Isabel feels for her mom. If it were possible to leave behind a little piece of herself just to provide her mom some comfort, she would.
Then Isabel adds, “And my dream is to meet superheroes.” Mrs. Wolfe’s epiphany is extinguished like a blown- out birthday candle.
Not knowing what else to do, they sit her down for a talk. Her dad, of course, leading the way, loudly, getting up to pace as he makes his points and then going back to the couch. Her mom sits quietly beside him, fussing with things on the coffee table that do not need to be fussed with. There is a world where Isabel offers her mom to come along on the trip, at least for a while. But that is a world in which Isabel knows where Dorah stands in this argument, other than as an uncomfortable peacemaker, not wanting anyone to be upset but not caring to solve any disputes either. Over the years, as Isabel has woken up to who her dad is, her mom has remained an inscrutable puzzle. Sweet, but sticking by Abel through the worst of his rants.

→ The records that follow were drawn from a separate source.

use std::{env, path::PathBuf, time::Duration};
use thiserror::Error;

const DEFAULT_PORT: u16 = 8080;
const DEFAULT_DATA_PATH: &str = "data/store.json";
const DEFAULT_ADMIN_EMAIL: &str = "admin@taskboard.local";
const DEFAULT_TICK_MS: u64 = 1000;
const MIN_TICK_MS: u64 = 100;

#[derive(Debug, Error)]
pub enum ConfigError {
    #[error("invalid value for {name}: '{value}'")]
    Invalid { name: &'static str, value: String },
}

/// Deployment-time settings, read once from the environment.
#[derive(Debug, Clone)]
pub struct Config {
    pub port: u16,
    pub data_path: PathBuf,
    pub admin_email: String,
    pub tick: Duration,
    pub read_only: bool,
}

impl Default for Config {
    fn default() -> Self {
        Self {
            port: DEFAULT_PORT,
            data_path: PathBuf::from(DEFAULT_DATA_PATH),
            admin_email: DEFAULT_ADMIN_EMAIL.to_string(),
            tick: Duration::from_millis(DEFAULT_TICK_MS),
            read_only: false,
        }
    }
}

impl Config {
    pub fn from_env() -> Result<Self, ConfigError> {
        Self::from_lookup(|name| env::var(name).ok())
    }

    pub fn from_lookup(lookup: impl Fn(&str) -> Option<String>) -> Result<Self, ConfigError> {
        let mut config = Config::default();

        if let Some(value) = lookup("PORT") {
            config.port = value.parse().map_err(|_| ConfigError::Invalid {
                name: "PORT",
                value: value.clone(),
            })?;
        }

        if let Some(value) = lookup("APP_DATA_PATH") {
            config.data_path = PathBuf::from(value);
        }

        if let Some(value) = lookup("TASKBOARD_ADMIN_EMAIL") {
            let value = value.trim().to_lowercase();
            if !value.contains('@') {
                return Err(ConfigError::Invalid {
                    name: "TASKBOARD_ADMIN_EMAIL",
                    value,
                });
            }
            config.admin_email = value;
        }

        if let Some(value) = lookup("TASKBOARD_TICK_MS") {
            let millis = value
                .parse::<u64>()
                .ok()
                .filter(|ms| *ms >= MIN_TICK_MS)
                .ok_or_else(|| ConfigError::Invalid {
                    name: "TASKBOARD_TICK_MS",
                    value: value.clone(),
                })?;
            config.tick = Duration::from_millis(millis);
        }

        if let Some(value) = lookup("TASKBOARD_READ_ONLY") {
            config.read_only = match value.trim().to_ascii_lowercase().as_str() {
                "1" | "true" | "yes" => true,
                "0" | "false" | "no" | "" => false,
                _ => {
                    return Err(ConfigError::Invalid {
                        name: "TASKBOARD_READ_ONLY",
                        value,
                    })
                }
            };
        }

        Ok(config)
    }
}

#[cfg(test)]
mod tests {
    use super::*;
    use std::collections::HashMap;

    fn lookup(pairs: &[(&str, &str)]) -> impl Fn(&str) -> Option<String> {
        let map: HashMap<String, String> = pairs
            .iter()
            .map(|(k, v)| (k.to_string(), v.to_string()))
            .collect();
        move |name| map.get(name).cloned()
    }

    #[test]
    fn reads_overrides() {
        let config = Config::from_lookup(lookup(&[
            ("PORT", "9000"),
            ("APP_DATA_PATH", "/tmp/x.json"),
            ("TASKBOARD_ADMIN_EMAIL", " Boss@Example.com "),
            ("TASKBOARD_TICK_MS", "250"),
            ("TASKBOARD_READ_ONLY", "true"),
        ]))
        .unwrap();
        assert_eq!(config.port, 9000);
        assert_eq!(config.data_path, PathBuf::from("/tmp/x.json"));
        assert_eq!(config.admin_email, "boss@example.com");
        assert_eq!(config.tick, Duration::from_millis(250));
        assert!(config.read_only);
    }

    #[test]
    fn rejects_too_fast_tick() {
        let err = Config::from_lookup(lookup(&[("TASKBOARD_TICK_MS", "5")])).unwrap_err();
        assert!(err.to_string().contains("TASKBOARD_TICK_MS"));
    }

    #[test]
    fn rejects_bad_port() {
        assert!(Config::from_lookup(lookup(&[("PORT", "http")])).is_err());
    }
}
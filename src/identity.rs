use crate::errors::AppError;
use crate::models::Principal;
use tokio::sync::watch;
use tracing::info;
use uuid::Uuid;

/// Local identity provider.
///
/// Principals are resolved from their email; the identifier is a name-based
/// UUID so an account keeps the same records across restarts. Auth changes
/// are published on a watch channel, the same way a hosted provider delivers
/// its state-change callback.
pub struct LocalIdentity {
    tx: watch::Sender<Option<Principal>>,
}

impl Default for LocalIdentity {
    fn default() -> Self {
        Self::new()
    }
}

impl LocalIdentity {
    pub fn new() -> Self {
        let (tx, _rx) = watch::channel(None);
        Self { tx }
    }

    pub fn sign_in(&self, display_name: &str, email: &str) -> Result<Principal, AppError> {
        let email = email.trim().to_lowercase();
        let display_name = display_name.trim();
        if email.is_empty() || !email.contains('@') {
            return Err(AppError::Auth("a valid email is required".into()));
        }
        if display_name.is_empty() {
            return Err(AppError::Auth("a display name is required".into()));
        }

        let principal = Principal {
            uid: principal_id(&email),
            display_name: display_name.to_string(),
            email,
        };
        info!(uid = %principal.uid, "signed in");
        let _previous = self.tx.send_replace(Some(principal.clone()));
        Ok(principal)
    }

    pub fn sign_out(&self) {
        if self.tx.send_replace(None).is_some() {
            info!("signed out");
        }
    }

    pub fn current(&self) -> Option<Principal> {
        self.tx.borrow().clone()
    }

    /// Auth-change stream. The current state counts as the first delivery.
    pub fn subscribe(&self) -> watch::Receiver<Option<Principal>> {
        let mut rx = self.tx.subscribe();
        rx.mark_changed();
        rx
    }
}

pub fn principal_id(email: &str) -> String {
    Uuid::new_v5(&Uuid::NAMESPACE_URL, format!("mailto:{email}").as_bytes()).to_string()
}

It is perhaps what makes leaving easy. Knowing exactly how the last fight will go. Her father raising his voice, trying to put his foot down, despite not having any ground to stand on. Her mother not picking sides, not weak, rather displaying an impressive stronghold on the fence. Not flinching at the things her husband says.
Isabel sits there quietly, not pushing back like she has in the past, knowing she will soon be free.